Yogyakarta (ANTARA News) - Menteri Agama Suryadharma Ali mengatakan akan tetap mempertahankan Surat Keputusan Bersama 2 Menteri yang mengatur tentang pendirian rumah ibadah tanpa perlu melakukan revisi terhadap surat keputusan yang dikeluarkan pada 2006.
"SKB (surat keputusan bersama) yang ditandatangani Menteri Agama dan Menteri Dalam Negeri itu akan tetap dipertahankan, bila perlu justru ditingkatkan statusnya sehingga akan lebih baik lagi," katanya setelah membuka World Zakat Forum di Yogyakarta, Rabu.
Menurut dia, surat keputusan itu diperlukan sebagai pedoman dalam pembangunan rumah ibadah di Indonesia sehingga tidak akan muncul rasa saling curiga di antara umat beragama di Indonesia saat akan melakukan pembangunan rumah ibadah.
Apabila tidak ada aturan dalam pembangunan rumah ibadah, katanya, maka akan meningkatkan kerawanan di dalam masyarakat karena potensi konflik cukup besar.
Ia mengatakan, kasus yang terjadi di gereja HKBP Bekasi beberapa waktu yang lalu bukan merupakan masalah agama, atau masalah antar umat beragama tetapi akar permasalahan tersebut terletak pada kepatuhan dalam mendirikan rumah ibadah.
"Tidak benar jika ada pihak yang mengatakan umat Islam menghambat pembangunan rumah ibadah agama lain. Islam tidak melakukan diskriminasi dengan umat lain," katanya.
Ia mengatakan, tidak adanya diskriminasi dari umat Islam ke umat lain tersebut dapat dilihat dari perkembangan pembangunan rumah ibadah dalam periode 1977 hingga 2004, karena perkembangan pembangunan rumah ibadah umat Islam terkecil dibanding agama lain.

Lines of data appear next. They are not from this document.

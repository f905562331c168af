//! Host-side memory shared with the device, and the argument table host
//! kernels run against.

use crate::{Error, ErrorCode, Result};
use bytemuck::Pod;
use std::fmt;
use std::sync::{Arc, PoisonError, RwLock, RwLockReadGuard, RwLockWriteGuard};

/// Host memory a device buffer may reference directly.
pub trait HostRegion: Send + Sync + fmt::Debug {
    /// Size in bytes.
    fn byte_len(&self) -> usize;

    /// Snapshot of the current contents.
    fn read_bytes(&self) -> Vec<u8>;

    /// Overwrite the contents; `bytes` must be exactly `byte_len()` long.
    fn write_bytes(&self, bytes: &[u8]) -> Result<()>;
}

/// Shared, growable host vector.
///
/// Cloning shares the allocation: the payload holding one clone and the
/// injector holding another see the same elements. Writers must stay out of
/// the device's transfer window (from buffer creation under zero-copy, or from
/// the upload enqueue, until the frame's release completes). This is a caller
/// precondition; the lock only keeps individual accesses memory-safe.
#[derive(Debug)]
pub struct HostVec<T> {
    inner: Arc<RwLock<Vec<T>>>,
}

impl<T> Clone for HostVec<T> {
    fn clone(&self) -> Self {
        Self {
            inner: Arc::clone(&self.inner),
        }
    }
}

impl<T: Pod + Send + Sync + fmt::Debug> HostVec<T> {
    pub fn new(data: Vec<T>) -> Self {
        Self {
            inner: Arc::new(RwLock::new(data)),
        }
    }

    /// `len` zeroed elements.
    pub fn zeroed(len: usize) -> Self {
        Self::new(vec![T::zeroed(); len])
    }

    pub fn read(&self) -> RwLockReadGuard<'_, Vec<T>> {
        self.inner.read().unwrap_or_else(PoisonError::into_inner)
    }

    pub fn write(&self) -> RwLockWriteGuard<'_, Vec<T>> {
        self.inner.write().unwrap_or_else(PoisonError::into_inner)
    }

    pub fn len(&self) -> usize {
        self.read().len()
    }

    pub fn is_empty(&self) -> bool {
        self.len() == 0
    }

    /// True when both handles share one allocation.
    pub fn ptr_eq(&self, other: &HostVec<T>) -> bool {
        Arc::ptr_eq(&self.inner, &other.inner)
    }

    /// Type-erased view for backends.
    pub fn region(&self) -> Arc<dyn HostRegion> {
        Arc::clone(&self.inner) as Arc<dyn HostRegion>
    }
}

impl<T: Pod + Send + Sync + fmt::Debug> HostRegion for RwLock<Vec<T>> {
    fn byte_len(&self) -> usize {
        self.read().unwrap_or_else(PoisonError::into_inner).len() * std::mem::size_of::<T>()
    }

    fn read_bytes(&self) -> Vec<u8> {
        let guard = self.read().unwrap_or_else(PoisonError::into_inner);
        bytemuck::cast_slice(guard.as_slice()).to_vec()
    }

    fn write_bytes(&self, bytes: &[u8]) -> Result<()> {
        let mut guard = self.write().unwrap_or_else(PoisonError::into_inner);
        let dst: &mut [u8] = bytemuck::cast_slice_mut(guard.as_mut_slice());
        if dst.len() != bytes.len() {
            return Err(Error::device("write_host_region", ErrorCode::InvalidHostPtr));
        }
        dst.copy_from_slice(bytes);
        Ok(())
    }
}

/// One bound kernel argument as a host kernel sees it.
#[derive(Debug, Clone)]
pub enum HostArg {
    /// Buffer contents, copied in before the dispatch and written back after.
    Buffer(Vec<u8>),
    /// By-value argument bytes.
    Value(Vec<u8>),
}

/// Argument table for one host dispatch, indexed by parameter slot.
#[derive(Debug, Default)]
pub struct HostArgs {
    slots: Vec<Option<HostArg>>,
}

/// Host implementation of a kernel: called once per global id.
pub type HostKernelFn = fn(usize, &mut HostArgs) -> Result<()>;

impl HostArgs {
    pub fn new(slots: Vec<Option<HostArg>>) -> Self {
        Self { slots }
    }

    pub fn into_slots(self) -> Vec<Option<HostArg>> {
        self.slots
    }

    fn buffer(&self, slot: usize) -> Result<&Vec<u8>> {
        match self.slots.get(slot) {
            Some(Some(HostArg::Buffer(bytes))) => Ok(bytes),
            Some(Some(HostArg::Value(_))) => {
                Err(Error::device("host_kernel", ErrorCode::InvalidArgValue))
            }
            _ => Err(Error::device("host_kernel", ErrorCode::KernelArgsNotSet)),
        }
    }

    /// Number of `T` elements in the buffer bound at `slot`.
    pub fn len<T: Pod>(&self, slot: usize) -> Result<usize> {
        Ok(self.buffer(slot)?.len() / std::mem::size_of::<T>())
    }

    /// Read element `index` of the buffer at `slot`.
    pub fn load<T: Pod>(&self, slot: usize, index: usize) -> Result<T> {
        let bytes = self.buffer(slot)?;
        let size = std::mem::size_of::<T>();
        let start = index * size;
        bytes
            .get(start..start + size)
            .map(bytemuck::pod_read_unaligned)
            .ok_or_else(|| Error::device("host_kernel", ErrorCode::ExecutionFailure))
    }

    /// Write element `index` of the buffer at `slot`.
    pub fn store<T: Pod>(&mut self, slot: usize, index: usize, value: T) -> Result<()> {
        let size = std::mem::size_of::<T>();
        let start = index * size;
        match self.slots.get_mut(slot) {
            Some(Some(HostArg::Buffer(bytes))) => {
                let dst = bytes
                    .get_mut(start..start + size)
                    .ok_or_else(|| Error::device("host_kernel", ErrorCode::ExecutionFailure))?;
                dst.copy_from_slice(bytemuck::bytes_of(&value));
                Ok(())
            }
            Some(Some(HostArg::Value(_))) => {
                Err(Error::device("host_kernel", ErrorCode::InvalidArgValue))
            }
            _ => Err(Error::device("host_kernel", ErrorCode::KernelArgsNotSet)),
        }
    }

    /// By-value argument at `slot`.
    pub fn value<T: Pod>(&self, slot: usize) -> Result<T> {
        match self.slots.get(slot) {
            Some(Some(HostArg::Value(bytes))) if bytes.len() == std::mem::size_of::<T>() => {
                Ok(bytemuck::pod_read_unaligned(bytes))
            }
            Some(Some(HostArg::Value(_))) => Err(Error::device("host_kernel", ErrorCode::InvalidArgSize)),
            Some(Some(HostArg::Buffer(_))) => {
                Err(Error::device("host_kernel", ErrorCode::InvalidArgValue))
            }
            _ => Err(Error::device("host_kernel", ErrorCode::KernelArgsNotSet)),
        }
    }
}

#[cfg(test)]
mod tests {
    use super::*;
    use crate::Float4;

    #[test]
    fn test_host_vec_clones_share_storage() {
        let a = HostVec::new(vec![Float4::ZERO; 2]);
        let b = a.clone();
        b.write()[1] = Float4::point(1.0, 2.0, 3.0);
        assert_eq!(a.read()[1], Float4::point(1.0, 2.0, 3.0));
        assert!(a.ptr_eq(&b));
    }

    #[test]
    fn test_region_round_trips_bytes() {
        let v = HostVec::new(vec![1.0f32, 2.0]);
        let region = v.region();
        assert_eq!(region.byte_len(), 8);
        region.write_bytes(bytemuck::cast_slice(&[5.0f32, 6.0])).unwrap();
        assert_eq!(*v.read(), vec![5.0, 6.0]);
        assert!(region.write_bytes(&[0u8; 4]).is_err());
    }

    #[test]
    fn test_args_load_store_and_value() {
        let mut args = HostArgs::new(vec![
            Some(HostArg::Buffer(bytemuck::cast_slice(&[Float4::ZERO; 3]).to_vec())),
            None,
            Some(HostArg::Value(bytemuck::bytes_of(&Float4::point(1.0, 0.0, 0.0)).to_vec())),
        ]);
        assert_eq!(args.len::<Float4>(0).unwrap(), 3);
        args.store(0, 2, Float4::new(9.0, 8.0, 7.0, 6.0)).unwrap();
        assert_eq!(args.load::<Float4>(0, 2).unwrap().x, 9.0);
        assert_eq!(args.value::<Float4>(2).unwrap().x, 1.0);

        let unbound = args.load::<Float4>(1, 0).unwrap_err();
        assert_eq!(unbound.code(), Some(ErrorCode::KernelArgsNotSet));
        assert!(args.load::<Float4>(0, 3).is_err());
        assert!(args.value::<f32>(2).is_err());
    }
}
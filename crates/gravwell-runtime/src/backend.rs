//! The device seam.
//!
//! A [`Backend`] is one joint compute/graphics device: it owns graphics-native
//! buffers, compute-side memory objects, programs, kernels and an in-order
//! command queue. Everything above this trait speaks handles and events only.

use gravwell_core::{
    BuildInfo, BuildOptions, Event, EventStatus, HostRegion, KernelId, MemAccess, MemId,
    NativeBuffer, ProgramId, ProgramSource, Result,
};
use std::fmt;
use std::sync::Arc;

/// Device class as reported by platform enumeration.
#[derive(Debug, Clone, Copy, PartialEq, Eq)]
pub enum DeviceClass {
    Gpu,
    Cpu,
    Other,
}

#[derive(Debug, Clone)]
pub struct DeviceInfo {
    pub name: String,
    pub class: DeviceClass,
}

#[derive(Debug, Clone)]
pub struct PlatformInfo {
    pub name: String,
    pub devices: Vec<DeviceInfo>,
}

/// Initial contents of a plain compute buffer.
#[derive(Debug, Clone)]
pub enum BufferInit {
    /// Uninitialized device memory; filled later by an enqueued write.
    Empty,
    /// The buffer references host memory directly (zero-copy).
    UseHost(Arc<dyn HostRegion>),
}

/// A kernel argument.
#[derive(Debug, Clone, Copy)]
pub enum KernelArg<'a> {
    Mem(MemId),
    Value(&'a [u8]),
}

/// One joint compute/graphics device.
///
/// All methods take `&self`; implementations serialize access internally.
/// Every `enqueue_*` returns the event of the command it enqueued and only
/// starts that command after every event in `wait` has completed.
pub trait Backend: Send + Sync + fmt::Debug {
    /// Short backend name for logs.
    fn name(&self) -> &'static str;

    /// Platforms and their devices, in enumeration order.
    fn platforms(&self) -> Result<Vec<PlatformInfo>>;

    // Graphics side.

    /// Allocate a vertex buffer holding `contents`.
    fn create_graphics_buffer(&self, label: &str, contents: &[u8]) -> Result<NativeBuffer>;

    fn destroy_graphics_buffer(&self, buffer: NativeBuffer);

    /// Read a vertex buffer through the graphics side. Fails while compute owns it.
    fn read_graphics_buffer(&self, buffer: NativeBuffer) -> Result<Vec<u8>>;

    /// Block until all submitted graphics work is complete and visible.
    fn graphics_finish(&self) -> Result<()>;

    // Compute side.

    /// Build `source` with `options`. A failure returns [`gravwell_core::Error::Build`]
    /// carrying the build log.
    fn build_program(
        &self,
        source: &ProgramSource,
        options: &BuildOptions,
    ) -> Result<(ProgramId, BuildInfo)>;

    fn create_kernel(&self, program: ProgramId, entry: &str) -> Result<KernelId>;

    /// Compute view over a graphics buffer.
    fn create_from_graphics(&self, buffer: NativeBuffer, access: MemAccess) -> Result<MemId>;

    /// Plain compute buffer of `size` bytes.
    fn create_buffer(&self, size: usize, access: MemAccess, init: BufferInit) -> Result<MemId>;

    fn release_mem(&self, mem: MemId);

    fn set_arg(&self, kernel: KernelId, index: u32, arg: KernelArg<'_>) -> Result<()>;

    // Queue.

    fn enqueue_write(&self, mem: MemId, data: &[u8], wait: &[Event]) -> Result<Event>;

    /// Hand graphics-backed views over to compute.
    fn enqueue_acquire(&self, mems: &[MemId], wait: &[Event]) -> Result<Event>;

    /// Run `kernel` over a 1-D range of `global` work items.
    fn enqueue_dispatch(&self, kernel: KernelId, global: usize, wait: &[Event]) -> Result<Event>;

    /// Hand graphics-backed views back to graphics.
    fn enqueue_release(&self, mems: &[MemId], wait: &[Event]) -> Result<Event>;

    /// Submit everything enqueued so far without blocking.
    fn flush(&self) -> Result<()>;

    /// Block until every enqueued command has completed.
    fn finish(&self) -> Result<()>;

    /// Block until every event in `events` has completed.
    fn wait(&self, events: &[Event]) -> Result<()>;

    fn event_status(&self, event: Event) -> Result<EventStatus>;
}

Perkembangan rumah ibadah umat Islam pada kurun waktu tersebut adalah 64 persen, Kristen mencapai 150 persen, Budha sebesar 360 persen dan Hindu 400 persen.
Dukungan untuk tidak melakukan revisi atas surat keputusan tersebut juga dilakukan oleh Majelis Ulama Indonesia (MUI) seperti pernah dinyatakan oleh Ketua MUI Bidang Dakwah dan Pengembangan Masyarakat Amrullah Ahmad.
Ia mengatakan, surat keputusan tersebut merupakan salah satu upaya untuk menjaga kerukunan umat beragama karena pembangunan rumah ibadah memiliki potensi konflik yang cukup besar di masyarakat.
Selain itu, ia mengatakan bahwa syarat pembangunan rumah ibadah yang tercantum di surat keputusan tersebut juga sudah lebih moderat, misalnya dari kewajiban untuk mendapatkan izin sebanyak 200 kepala keluarga menjadi 90 kepala keluarga di sekitar lokasi tempat pembangunan rumah ibadah.